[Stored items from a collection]
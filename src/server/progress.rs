//! Materialization progress tracking.
//!
//! One writer (the materialization task), many readers (status polls). The
//! whole snapshot lives under a single lock so readers can never observe a
//! torn (rows, total, percentage) combination.

use serde::{Deserialize, Serialize};
use std::sync::{RwLock, RwLockReadGuard, RwLockWriteGuard};

/// A consistent view of materialization progress.
#[derive(Debug, Clone, Copy, Default, Serialize, Deserialize, PartialEq)]
pub struct ProgressSnapshot {
    /// Rows materialized so far.
    pub rows_materialized: usize,

    /// Total row count, once known.
    pub total_row_count: Option<usize>,

    /// Progress percentage, 0-100.
    pub percentage: u8,
}

/// Concurrency-safe progress state for one session.
#[derive(Debug, Default)]
pub struct ProgressTracker {
    inner: RwLock<ProgressSnapshot>,
}

impl ProgressTracker {
    /// Creates a tracker; pass the total when the backend knows it up front.
    pub fn new(total_row_count: Option<usize>) -> Self {
        Self {
            inner: RwLock::new(ProgressSnapshot {
                rows_materialized: 0,
                total_row_count,
                percentage: 0,
            }),
        }
    }

    /// Records `count` newly materialized rows.
    pub fn record_rows(&self, count: usize) {
        let mut state = write_lock(&self.inner);
        state.rows_materialized += count;
        state.percentage = match state.total_row_count {
            Some(total) if total > 0 => {
                // Cap below 100 until finish() declares completion.
                (((state.rows_materialized * 100) / total).min(99)) as u8
            }
            Some(_) => 99,
            None => staged_percentage(state.rows_materialized),
        };
    }

    /// Declares materialization finished with the final row total.
    pub fn finish(&self, total_row_count: usize) {
        let mut state = write_lock(&self.inner);
        state.total_row_count = Some(total_row_count);
        state.percentage = 100;
    }

    /// Returns a consistent snapshot of the current progress.
    pub fn snapshot(&self) -> ProgressSnapshot {
        *read_lock(&self.inner)
    }
}

/// Staged heuristic used while the total row count is unknown.
fn staged_percentage(rows: usize) -> u8 {
    match rows {
        0..=999 => 25,
        1_000..=9_999 => 50,
        10_000..=99_999 => 75,
        _ => 90,
    }
}

// A poisoned lock only means a writer panicked mid-update; the snapshot is
// still structurally valid, so recover rather than propagate the panic.
fn read_lock(lock: &RwLock<ProgressSnapshot>) -> RwLockReadGuard<'_, ProgressSnapshot> {
    lock.read().unwrap_or_else(|e| e.into_inner())
}

fn write_lock(lock: &RwLock<ProgressSnapshot>) -> RwLockWriteGuard<'_, ProgressSnapshot> {
    lock.write().unwrap_or_else(|e| e.into_inner())
}
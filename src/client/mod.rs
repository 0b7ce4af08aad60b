//! Client-side orchestration over the session API.
//!
//! The orchestrator runs a query to readiness, the store accumulates pages
//! for display, and the page sources hide whether rows live in a server
//! session or in client memory.

mod api;
mod orchestrator;
mod source;
mod store;

pub use api::{ExecuteResponse, InProcessApi, SessionApi};
pub use orchestrator::{classify_poll, ClientCacheOrchestrator, PollEvent, PollOutcome};
pub use source::{LocalPageSource, PageQuery, PageSource, ServerPageSource};
pub use store::ClientResultStore;

use crate::error::{PagerError, Result};
use std::future::Future;
use std::time::Duration;

/// Bounds a client call; an elapsed deadline is a transient fault, retried
/// by the poll loop like any other.
pub(crate) async fn with_timeout<T>(
    limit: Duration,
    fut: impl Future<Output = Result<T>>,
) -> Result<T> {
    match tokio::time::timeout(limit, fut).await {
        Ok(result) => result,
        Err(_) => Err(PagerError::transient(format!(
            "request timed out after {}s",
            limit.as_secs()
        ))),
    }
}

▸ Activity
Scan the entries above for lines with "Future" in them, then report how many there are as a plain number.

▸ Answer to the problem
2